Hz. Fahri Kâinat Efendimiz (s.a.a) hicretin 11. yılında, vefatına dört gün kala, hasta yatağında ziyaretine gelen bazı sahabelere şöyle bir emir vermiştir: “Bana kâğıt kalem getiriniz; size benden sonra hiçbir zaman sapmayacağınız bir yazı yazayım (vasiyette bulunayım).” Rivayetlerde açıkça beyan edildiği üzere Ömer bin Hattab, Hz. Fahri Kâinat Efendimizin (s.a.a) emrine karşı çıkmış ve açıkça şöyle demiştir: “Hiç kuşkusuz, Peygamberin hastalığı ona galebe çalmış ve sayıklıyor. Sizin yanınızda Kur’an vardır ve Allah’ın kitabı bize yeter.”[16]-[17]-[18]-[19]

Birinci Halifenin Dönemi

Ömer İbn Hattab’ın, Sakife’deki macerada ve Ebu Bekir’in halife olmasında çok önemli bir rolü vardır. Yine Ehlisünnetin naklettiği tarihî kaynaklarda Ömer, Ebu Bekir’e biat etmeyen Beni Haşim’in,Hz. Ali ve Hz. Fatma’nın evinde toplanmasından sonra evi yakma tehdidinde bulunmuş[20] ve Şia nakillerine göre ise evin kapısını yakmıştır.[21]

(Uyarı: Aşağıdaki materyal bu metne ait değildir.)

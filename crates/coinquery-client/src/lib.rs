//! Client library for querying account balances from a Cosmos node.
//!
//! The lookup runs in three stages: decode the bech32 address, issue one
//! bank `AllBalances` query over gRPC, and render the result as JSON.
//! [`query_balances`] wires the first two together and guarantees that no
//! connection is attempted for an address that fails to decode.

pub mod config;
pub mod format;
pub mod query;

pub use config::{ClientConfig, ConfigError, DEFAULT_ENDPOINT};
pub use format::{render, write_response};
pub use query::{BalanceSource, QueryClient};

use coinquery_errors::{Error, Result};
use coinquery_log::debug;
use coinquery_types::{AccAddress, BalanceResponse};

/// Parse `raw_address`, then open a source with `connect` and fetch its balances once.
///
/// The source is closed before returning, whether or not the fetch succeeded.
pub async fn query_balances<S, F>(
    raw_address: &str,
    prefix: &str,
    connect: F,
) -> Result<BalanceResponse>
where
    S: BalanceSource,
    F: FnOnce() -> Result<S>,
{
    let address = AccAddress::from_bech32_with_prefix(raw_address, prefix)
        .map_err(|e| Error::invalid_address(raw_address, e))?;
    debug!(address = raw_address, "address decoded");

    let mut source = connect()?;
    let fetched = source.fetch_balances(&address).await;
    source.close();

    Ok(BalanceResponse::from(fetched?))
}
use std::{path::PathBuf, sync::Arc};

use actix::{dev::ToEnvelope, prelude::*};
use ndarray::{Array2, Array3};

use super::{
    Backward, DebedForward, DebedGrad, EmbedForward, EmbedGrad, Embedding, Forward, GetGradAccum,
    GetGradCount, GetParams, GetStep, Init, Load, NumParams, ParameterActor, ResetGradients,
    ReversibleBlock, Save, Stage, Step,
};
use crate::{
    checkpoint::CheckpointStore,
    error::{Result, SwarmError},
    optimization::Optimizer,
    params::TensorTree,
    wire::NetworkPrecision,
};

/// Asynchronous, typed access to one actor living in its own arbiter.
///
/// Every method dispatches a message and resolves once the actor has handled it. Tensors coming
/// back are rounded to the configured wire precision.
pub struct ActorHandle<S: Stage> {
    name: Arc<str>,
    addr: Addr<ParameterActor<S>>,
    arbiter: ArbiterHandle,
    precision: NetworkPrecision,
}

pub type EmbeddingHandle = ActorHandle<Embedding>;
pub type ReversibleHandle = ActorHandle<ReversibleBlock>;

impl<S: Stage> Clone for ActorHandle<S> {
    fn clone(&self) -> Self {
        Self {
            name: Arc::clone(&self.name),
            addr: self.addr.clone(),
            arbiter: self.arbiter.clone(),
            precision: self.precision,
        }
    }
}

impl<S: Stage> ActorHandle<S> {
    /// Starts a new actor on a dedicated arbiter thread.
    ///
    /// Must be called from within a running actix system.
    pub fn spawn(
        name: impl Into<String>,
        stage: S,
        optimizer: Box<dyn Optimizer>,
        store: Arc<dyn CheckpointStore>,
        precision: NetworkPrecision,
    ) -> Self {
        let name: String = name.into();
        let actor = ParameterActor::new(name.clone(), stage, optimizer, store);

        let arbiter = Arbiter::new().handle();
        let addr = ParameterActor::start_in_arbiter(&arbiter, move |_| actor);

        Self {
            name: name.into(),
            addr,
            arbiter,
            precision,
        }
    }

    pub fn name(&self) -> &str {
        &self.name
    }

    async fn call<M, R>(&self, msg: M) -> Result<R>
    where
        M: Message<Result = Result<R>> + Send + 'static,
        R: Send + 'static,
        ParameterActor<S>: Handler<M>,
        <ParameterActor<S> as Actor>::Context: ToEnvelope<ParameterActor<S>, M>,
    {
        self.addr
            .send(msg)
            .await
            .map_err(|source| SwarmError::RemoteDispatch {
                actor: self.name.to_string(),
                source,
            })?
    }

    /// Populates the actor state, sized from `sample`. Resolves to the parameter count.
    pub async fn init(&self, seed: u64, sample: S::Sample) -> Result<usize> {
        self.call(Init { seed, sample }).await
    }

    pub async fn step(&self) -> Result<u64> {
        self.call(Step).await
    }

    pub async fn get_params(&self) -> Result<TensorTree> {
        self.call(GetParams).await
    }

    pub async fn get_gradient_accumulator(&self) -> Result<TensorTree> {
        self.call(GetGradAccum).await
    }

    pub async fn get_grad_count(&self) -> Result<u32> {
        self.call(GetGradCount).await
    }

    pub async fn get_step(&self) -> Result<u64> {
        self.call(GetStep).await
    }

    pub async fn num_params(&self) -> Result<usize> {
        self.call(NumParams).await
    }

    pub async fn save(&self, path: PathBuf, epoch: u64) -> Result<()> {
        self.call(Save { path, epoch }).await
    }

    /// Restores the latest snapshot under `path`, `false` if there is none or it is unusable.
    pub async fn load(&self, path: PathBuf) -> Result<bool> {
        self.call(Load { path }).await
    }

    pub async fn reset_gradients(&self) -> Result<()> {
        self.call(ResetGradients).await
    }

    /// Stops the arbiter, the actor stops with it.
    pub fn stop(&self) {
        self.arbiter.stop();
    }
}

impl EmbeddingHandle {
    pub async fn embed_forward(&self, obs: Array2<u32>) -> Result<Array3<f32>> {
        let hidden = self.call(EmbedForward { obs }).await?;
        Ok(self.precision.fwd_act.cast(hidden))
    }

    pub async fn embed_grad(
        &self,
        obs: Array2<u32>,
        (hidden, grad): (Array3<f32>, Array3<f32>),
    ) -> Result<f32> {
        self.call(EmbedGrad { obs, hidden, grad }).await
    }

    pub async fn debed_forward(&self, hidden: Array3<f32>) -> Result<Array3<f32>> {
        self.call(DebedForward { hidden }).await
    }

    pub async fn debed_grad(
        &self,
        hidden: Array3<f32>,
        targets: Array2<u32>,
    ) -> Result<((Array3<f32>, Array3<f32>), f32)> {
        let ((hidden, grad), loss) = self.call(DebedGrad { hidden, targets }).await?;
        Ok(((hidden, self.precision.grad.cast(grad)), loss))
    }
}

impl ReversibleHandle {
    pub async fn forward(&self, x: Array3<f32>) -> Result<Array3<f32>> {
        let y = self.call(Forward { x }).await?;
        Ok(self.precision.fwd_act.cast(y))
    }

    /// Resolves to `(reconstructed_x, grad_x)`.
    pub async fn backward(
        &self,
        (y, grad): (Array3<f32>, Array3<f32>),
    ) -> Result<(Array3<f32>, Array3<f32>)> {
        let (x, dx) = self.call(Backward { y, grad }).await?;
        Ok((self.precision.rev_act.cast(x), self.precision.grad.cast(dx)))
    }
}
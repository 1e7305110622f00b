use ndarray::{linalg, Array2, ArrayView2, Axis};
use rand::Rng;

use crate::{
    error::Result,
    params::{ConstParamGen, ParamGen, TensorTree, TruncatedNormalGen},
};

/// An affine map `y = x W + b` over row vectors, `W` has shape `(fan_in, fan_out)`.
#[derive(Clone, Debug)]
pub struct Linear {
    w_key: String,
    b_key: Option<String>,
    dim: (usize, usize),
}

impl Linear {
    /// Creates a new `Linear` whose tensors are stored under `prefix/w` and `prefix/b`.
    pub fn new(prefix: &str, dim: (usize, usize), bias: bool) -> Self {
        Self {
            w_key: format!("{prefix}/w"),
            b_key: bias.then(|| format!("{prefix}/b")),
            dim,
        }
    }

    pub fn dim(&self) -> (usize, usize) {
        self.dim
    }

    /// Samples the weights from a truncated normal with variance `scale / fan_in`, biases start
    /// at zero.
    pub fn init_params<R: Rng>(&self, rng: &mut R, scale: f32, params: &mut TensorTree) -> Result<()> {
        let std_dev = (scale / self.dim.0 as f32).sqrt();
        let w = TruncatedNormalGen::new(std_dev)?.tensor(rng, &[self.dim.0, self.dim.1]);
        params.insert(self.w_key.clone(), w);

        if let Some(b_key) = &self.b_key {
            params.insert(b_key.clone(), ConstParamGen::new(0.).tensor(rng, &[self.dim.1]));
        }

        Ok(())
    }

    pub fn forward(&self, params: &TensorTree, x: ArrayView2<f32>) -> Result<Array2<f32>> {
        let w = params.view2(&self.w_key)?;
        let mut y = x.dot(&w);

        if let Some(b_key) = &self.b_key {
            y += &params.view1(b_key)?;
        }

        Ok(y)
    }

    /// Writes `dW = xᵀ dy` (and `db`) into `grads` and returns `dx = dy Wᵀ`.
    pub fn backward(
        &self,
        params: &TensorTree,
        x: ArrayView2<f32>,
        dy: ArrayView2<f32>,
        grads: &mut TensorTree,
    ) -> Result<Array2<f32>> {
        let w = params.view2(&self.w_key)?;

        let mut dw = Array2::zeros(self.dim);
        linalg::general_mat_mul(1.0, &x.t(), &dy, 0.0, &mut dw);
        grads.insert(self.w_key.clone(), dw);

        if let Some(b_key) = &self.b_key {
            grads.insert(b_key.clone(), dy.sum_axis(Axis(0)));
        }

        Ok(dy.dot(&w.t()))
    }
}

#[cfg(test)]
mod tests {
    use ndarray::array;
    use rand::{rngs::StdRng, SeedableRng};

    use super::*;

    #[test]
    fn forward_and_backward() {
        let linear = Linear::new("l", (2, 3), true);

        let mut params = TensorTree::new();
        params.insert("l/w", array![[1., 0., 2.], [0., 1., -1.]]);
        params.insert("l/b", array![0.5, 0., 0.]);

        let x = array![[1., 2.], [3., 4.]];
        let y = linear.forward(&params, x.view()).unwrap();
        assert_eq!(y, array![[1.5, 2., 0.], [3.5, 4., 2.]]);

        let dy = array![[1., 0., 0.], [0., 0., 1.]];
        let mut grads = TensorTree::new();
        let dx = linear
            .backward(&params, x.view(), dy.view(), &mut grads)
            .unwrap();

        assert_eq!(dx, array![[1., 0.], [2., -1.]]);
        assert_eq!(
            grads.view2("l/w").unwrap(),
            array![[1., 0., 3.], [2., 0., 4.]]
        );
        assert_eq!(grads.view1("l/b").unwrap(), array![1., 0., 1.]);
    }

    #[test]
    fn init_shapes() {
        let mut rng = StdRng::seed_from_u64(1);
        let mut params = TensorTree::new();

        Linear::new("q", (4, 8), false)
            .init_params(&mut rng, 1., &mut params)
            .unwrap();

        assert_eq!(params.len(), 1);
        assert_eq!(params.get("q/w").unwrap().shape(), &[4, 8]);
    }
}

Yine Ebu Bekir’in hilafeti döneminde onun en önemli adamı olan Ömer, birinci halife olan Ebu Bekir’in ölümünden sonra onun vasiyeti gereği sonraki halife unvanı ile halife olmuştur.

Hz. Fatma’nın Razı Olmaması ve Rahatsızlığı

Ehlisünnet yazarlarından ünlü tarihçi İbn Kuteybe şöyle yazmaktadır: “Fatma (s.a) Ebu Bekir ve Ömer’e (Fedek macerasından dolayı) öfkelenmesinden sonra, her ikisi de onun gönlünü almak için evine gelmiş ve eve girmek için izin istemişlerdir, ancak Fatma (s.a) onlara izin vermemiştir. Bunun üzerine her ikisi de İmam Ali’nin (a.s) yanına giderek ondan yardım etmesini istemiştir. Hz. Ali (a.s) onları eve götürmüş, ancak Fatma (s.a) yüzünü duvara çevirmiş (onlara bakmamış) ve selamlarını almamıştır. Ebu Bekir bir şeyler söylemiş, bunun üzerine Hz. Fatma (s.a) onlara şöyle bir soru sormuştur: ‘Peygamberden size bir hadis nakletsem acaba ona uyup amel eder misiniz?’ her ikisi de: ‘evet, ederiz.’ demişlerdir. Hz. Fatma (s.a) şöyle buyurdu: ‘Sizleri Allah’a and veriyorum ki Resulullah’ın şöyle dediğini duydunuz mu: ‘Fatma’nın hoşnutluğu benim hoşnutluğumdur; Fatma’nın öfkesi benim öfkemdir. Dolayısıyla her kim kızım Fatma’yı severse beni sever ve her kim onu hoşnut ederse beni hoşnut etmiş olur. Her kim Fatma’yı öfkelendirirse, beni öfkelendirir.’ Dediler ki: ‘Evet, bu sözü Resulullah’tan duyduk.’ Fatma (s.a) dedi ki: ‘Kuşkusuz ben de Allah’ı ve meleklerini şahit tutuyorum ki siz ikiniz beni öfkelendirdiniz ve beni hoşnut etmediniz. Eğer Peygamberi (diğer dünyada) görürsem siz ikinizi şikâyet edeceğim.” Burada Ebu Bekir bir şeyler dedi, ancak Fatma (s.a) konuşmasına devam ederek şöyle buyurdu: ‘Allah’a yemin ediyorum ki her namazdan sonra sana beddua edeceğim.”[22]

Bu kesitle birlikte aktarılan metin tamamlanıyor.